Private Parts & Pieces II: Back to the Pavilion is the fifth studio album by English musician and composer Anthony Phillips, released in April 1980 on Passport Records in the United States and Canada. It is the second instalment in his Private Parts & Pieces album series of previously recorded pieces that had been parts of or intended for other projects. Back to the Pavilion includes tracks recorded for Wise After the Event (1978), music during his time as a member of Genesis, and those commissioned as part of an aborted project to set Macbeth to music. It features musical contributions from Andy McCulloch and his former Genesis bandmate Mike Rutherford.

==Production==
Following the release of Phillips's previous album, Sides, in April 1979, his recording contract with Arista Records came to an end, leaving him without a UK distributor. Phillips recalled that the commercial failure of his second and third commercial albums, Wise After the Event (1978) and Sides, respectively, convinced management to drop him from the label.
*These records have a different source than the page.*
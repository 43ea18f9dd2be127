//! Reasoning normalizer. Turns streamed "thinking" fragments into stable
//! segments.
//!
//! Models emit reasoning one token (sometimes one character) at a time.
//! Adjacent fragments of the same type are joined; the edge whitespace of the
//! joined text is kept apart from the trimmed core so that the original text
//! can be reconstituted exactly while display and deduplication work on the
//! trimmed form only.

use serde::{Deserialize, Serialize};
use std::collections::HashSet;

/// The type assigned to fragments that arrive without one.
pub const DEFAULT_REASONING_TYPE: &str = "reasoning";

/// Text with its edge whitespace tracked separately from the trimmed core.
#[derive(Debug, Clone, Default, PartialEq, Eq, Serialize, Deserialize)]
pub struct SpacedText {
    #[serde(
        rename = "leading_whitespace",
        default,
        skip_serializing_if = "String::is_empty"
    )]
    pub leading: String,

    #[serde(rename = "text")]
    pub core: String,

    #[serde(
        rename = "trailing_whitespace",
        default,
        skip_serializing_if = "String::is_empty"
    )]
    pub trailing: String,
}

impl SpacedText {
    /// Split `raw` into leading whitespace, trimmed core and trailing whitespace.
    pub fn from_raw(raw: &str) -> Self {
        let core = raw.trim();
        if core.is_empty() {
            return Self {
                leading: raw.to_string(),
                core: String::new(),
                trailing: String::new(),
            };
        }
        let start = raw.len() - raw.trim_start().len();
        let end = start + core.len();
        Self {
            leading: raw[..start].to_string(),
            core: core.to_string(),
            trailing: raw[end..].to_string(),
        }
    }

    /// Reconstitute the original text.
    pub fn render(&self) -> String {
        format!("{}{}{}", self.leading, self.core, self.trailing)
    }

    pub fn is_blank(&self) -> bool {
        self.core.is_empty()
    }
}

/// One merged unit of model reasoning.
#[derive(Debug, Clone, PartialEq, Eq, Serialize, Deserialize)]
pub struct ReasoningSegment {
    #[serde(rename = "type")]
    pub kind: String,

    #[serde(flatten)]
    pub text: SpacedText,
}

impl ReasoningSegment {
    pub fn new(kind: impl Into<String>, raw: &str) -> Self {
        Self {
            kind: normalise_kind(kind.into()),
            text: SpacedText::from_raw(raw),
        }
    }

    /// The trimmed text used for display and deduplication.
    pub fn text(&self) -> &str {
        &self.text.core
    }

    pub fn render(&self) -> String {
        self.text.render()
    }
}

fn normalise_kind(kind: String) -> String {
    let trimmed = kind.trim();
    if trimmed.is_empty() {
        DEFAULT_REASONING_TYPE.to_string()
    } else if trimmed.len() == kind.len() {
        kind
    } else {
        trimmed.to_string()
    }
}

/// Merge raw `(type, text)` fragments into reasoning segments.
///
/// Adjacent fragments of the same type are concatenated before trimming.
/// Groups that are empty after trimming are dropped, and only the first
/// occurrence of each distinct `(type, trimmed text)` pair is kept.
pub fn merge<I, K, T>(fragments: I) -> Vec<ReasoningSegment>
where
    I: IntoIterator<Item = (K, T)>,
    K: Into<String>,
    T: AsRef<str>,
{
    let mut groups: Vec<(String, String)> = Vec::new();
    for (kind, text) in fragments {
        let kind = normalise_kind(kind.into());
        let text = text.as_ref();
        if text.is_empty() {
            continue;
        }
        match groups.last_mut() {
            Some((last_kind, buffer)) if *last_kind == kind => buffer.push_str(text),
            _ => groups.push((kind, text.to_string())),
        }
    }

    let mut seen: HashSet<(String, String)> = HashSet::new();
    let mut segments = Vec::with_capacity(groups.len());
    for (kind, raw) in groups {
        let segment = ReasoningSegment {
            kind,
            text: SpacedText::from_raw(&raw),
        };
        if segment.text.is_blank() {
            continue;
        }
        if seen.insert((segment.kind.clone(), segment.text.core.clone())) {
            segments.push(segment);
        }
    }
    segments
}

/// Re-normalise segments that were already merged once, e.g. segments
/// reported by a gateway that did its own partial merging.
pub fn normalise(segments: &[ReasoningSegment]) -> Vec<ReasoningSegment> {
    merge(segments.iter().map(|s| (s.kind.clone(), s.render())))
}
Despite the setback, Phillips' deal with the US label Passport Records was still active, but the label refused to issue an advance for new music to be recorded and produced, leaving Phillips the option of putting music out that had already been written and recorded. He decided that his next release would be the second instalment of his Private Parts & Pieces album series, the first of which was released in 1978.

==Music==
The music to "Scottish Suite" was originally written in mid-1976 for a "Shakespearean project using all the dialogue from the tragedies with rock music".

"Romany's Aria", "Chinaman", "Magic Garden", "Von Runkel's Yorker Music", "Tremulous" were recorded during the Wise After the Event sessions.

==Release==

The album was released in the United Kingdom in 1990 by Virgin Records with a bonus track, "Lucy: An Illusion".

In 2010, as part of Voiceprint Records' reissue campaign of Phillips' back catalogue, the album was reissued as a double CD where the first CD was Private Parts & Pieces. This release is newly remastered by Simon Heyworth, retains the bonus track from the previous CD release, and adds new sleeve notes.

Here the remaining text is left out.